If respecting my "fragile state of mind" means ignoring me completely, then I guess you are going to be that way. I wish you luck in your life and hope you success someday in ever validating your feelings with another person. I don't know what happened and probably never will, nor do I necessarily care.

I just know that I don't care enough if someone is going to just pretend that they are interested in me, but then proceed to ignore me. I will forever associate you with this song:
http://www.youtube.com/watch?v=pX-bIr8dr6U

Good luck and if I ever do see you out in public. Don't be surprised if I treat you with the same disdain you did with me.

Love,
E.Iguana

P.S. Your "films" need major work.

2 comments:

Noah Champion said...

Wow.

I can't say that I'm a stranger to the doubtless flock of squawking and rain soaked feelings whirling mercilessly around your tired head and heart right now.

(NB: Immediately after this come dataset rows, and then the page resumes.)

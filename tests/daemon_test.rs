// Copyright (c) 2025 Ronan LE MEILLAT, SCTG Development
// This file is part of the modbus-handshake project and is licensed under the
// SCTG Development Non-Commercial License v1.0 (see LICENSE.md for details).

//! Daemon tests over real Modbus TCP connections on loopback

use std::time::Duration;

use tokio::net::TcpListener;
use tokio::time::{sleep, timeout, Instant};

use modbus_handshake::config::{Config, ModbusMode};
use modbus_handshake::daemon::Daemon;
use modbus_handshake::modbus::serve_registers;
use modbus_handshake::register::{MemoryRegisterStore, ModbusTcpStore, RegisterStore};

fn fast_config() -> Config {
    let mut config = Config::default();
    config.modbus.address = "127.0.0.1".to_string();
    // Let the OS pick the port
    config.modbus.port = 0;
    config.handshake.poll_interval_ms = 10;
    config.handshake.reset_timeout_ms = Some(2000);
    config.handshake.status_interval_ms = 100;
    config.capture.steps = 1;
    config.capture.duration_ms = 50;
    config
}

async fn wait_for_value(store: &dyn RegisterStore, address: u16, expected: u16) {
    let deadline = Instant::now() + Duration::from_secs(5);
    loop {
        if store.read_register(address).await.unwrap() == expected {
            return;
        }
        assert!(
            Instant::now() < deadline,
            "register {} never became {}",
            address,
            expected
        );
        sleep(Duration::from_millis(10)).await;
    }
}

#[tokio::test]
async fn test_server_mode_full_cycle_over_tcp() {
    let mut daemon = Daemon::new();
    daemon.launch(&fast_config()).await.unwrap();
    let addr = daemon.modbus_local_addr().expect("server not started");
    let session = daemon.session().expect("handshake not started");

    // Give the coordinator time to initialize
    sleep(Duration::from_millis(100)).await;

    let robot = ModbusTcpStore::connect(addr, 1, Duration::from_secs(1))
        .await
        .unwrap();
    robot.write_register(1024, 1).await.unwrap();
    wait_for_value(&robot, 1025, 1).await;
    assert_eq!(robot.read_register(41026).await.unwrap(), 1);

    robot.write_register(1024, 0).await.unwrap();
    wait_for_value(&robot, 1025, 0).await;
    assert_eq!(robot.read_register(41026).await.unwrap(), 0);

    sleep(Duration::from_millis(50)).await;
    assert_eq!(session.borrow().shot_count, 1);
    assert_eq!(session.borrow().completed_cycles, 1);

    daemon.shutdown();
    timeout(Duration::from_secs(10), daemon.join())
        .await
        .expect("daemon did not stop")
        .unwrap();
}

#[tokio::test]
async fn test_client_mode_drives_remote_bank() {
    let bank = MemoryRegisterStore::new();
    let listener = TcpListener::bind("127.0.0.1:0").await.unwrap();
    let port = listener.local_addr().unwrap().port();
    let server = tokio::spawn(serve_registers(listener, bank.clone()));

    let mut config = fast_config();
    config.modbus.mode = ModbusMode::Client;
    config.modbus.port = port;
    config.monitor.enabled = true;
    config.monitor.interval_ms = 20;

    let mut daemon = Daemon::new();
    daemon.launch(&config).await.unwrap();
    assert!(daemon.modbus_local_addr().is_none());
    assert!(daemon.memory_store().is_none());

    sleep(Duration::from_millis(100)).await;
    bank.set(1024, 1).unwrap();
    wait_for_value(&bank, 1025, 1).await;
    bank.set(1024, 0).unwrap();
    wait_for_value(&bank, 1025, 0).await;

    daemon.shutdown();
    timeout(Duration::from_secs(10), daemon.join())
        .await
        .expect("daemon did not stop")
        .unwrap();
    server.abort();
}

#[tokio::test]
async fn test_client_mode_without_server_fails_to_launch() {
    let listener = TcpListener::bind("127.0.0.1:0").await.unwrap();
    let port = listener.local_addr().unwrap().port();
    drop(listener);

    let mut config = fast_config();
    config.modbus.mode = ModbusMode::Client;
    config.modbus.port = port;

    let mut daemon = Daemon::new();
    assert!(daemon.launch(&config).await.is_err());
}
// Copyright (c) 2025 Ronan LE MEILLAT, SCTG Development
// This file is part of the modbus-handshake project and is licensed under the
// SCTG Development Non-Commercial License v1.0 (see LICENSE.md for details).

//! Handshake timing and address map configuration

use std::time::Duration;

use serde::{Deserialize, Serialize};

use crate::handshake::{AddressResolver, HandshakeSettings, ResolverError, Signal};

/// Configuration of the trigger/done handshake.
///
/// The default address map is the one the robot controller expects: the
/// trigger at protocol offset 1024 (PLC address 41025) and the done flag at
/// 1025 (PLC address 41026), each mirrored under its PLC-numbered alias
/// because controller firmware revisions disagree on which form they use.
#[derive(Debug, Clone, PartialEq, Serialize, Deserialize)]
#[serde(default)]
pub struct HandshakeConfig {
    /// Run the handshake coordinator.
    pub enabled: bool,

    /// Polling period for both the trigger watch and the reset wait.
    pub poll_interval_ms: u64,

    /// Longest wait for the robot to drop Trigger after Done was raised.
    ///
    /// `null` or 0 waits forever. Default: 20000 ms.
    pub reset_timeout_ms: Option<u64>,

    pub trigger: Signal,

    pub done: Signal,

    /// Period of the status heartbeat log line, 0 disables it.
    pub status_interval_ms: u64,
}

impl Default for HandshakeConfig {
    fn default() -> Self {
        Self {
            enabled: true,
            poll_interval_ms: 50,
            reset_timeout_ms: Some(20_000),
            trigger: Signal::new(1024, &[41025]),
            done: Signal::new(1025, &[41026]),
            status_interval_ms: 10_000,
        }
    }
}

impl HandshakeConfig {
    pub fn poll_interval(&self) -> Duration {
        Duration::from_millis(self.poll_interval_ms)
    }

    /// Reset timeout, `None` when disabled
    pub fn reset_timeout(&self) -> Option<Duration> {
        self.reset_timeout_ms
            .filter(|ms| *ms > 0)
            .map(Duration::from_millis)
    }

    pub fn settings(&self) -> HandshakeSettings {
        HandshakeSettings {
            poll_interval: self.poll_interval(),
            reset_timeout: self.reset_timeout(),
        }
    }

    pub fn resolver(&self) -> Result<AddressResolver, ResolverError> {
        AddressResolver::new(self.trigger.clone(), self.done.clone())
    }
}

Then again, neither can I say that I am a stranger to the cathartic words of closure and the horror I find in knowing that I am capable of such action.

After finally deciding to permanently cut ties with an incredibly self-aggrandizing and pompously misguided ex I wrote him a single text message (a TEXT message, bleh) that (paraphrased) read,

"It's nights like this that I ask myself how was I ever so taken with someone as narcissistic, prideful, and ridiculously immature as you are and most likely always shall be. I guess this will always be a subtle mystery. And with this, I make my exit. Goodbye."

I think this is just what you needed for you.
Don't be hung up on acting your shining and zen best all of the time.
Your heart was hurt by someone you wanted to believe in and by something that you couldn't predict.

I say bravo.

E.Iguana said...

Thank you. I appreciate that.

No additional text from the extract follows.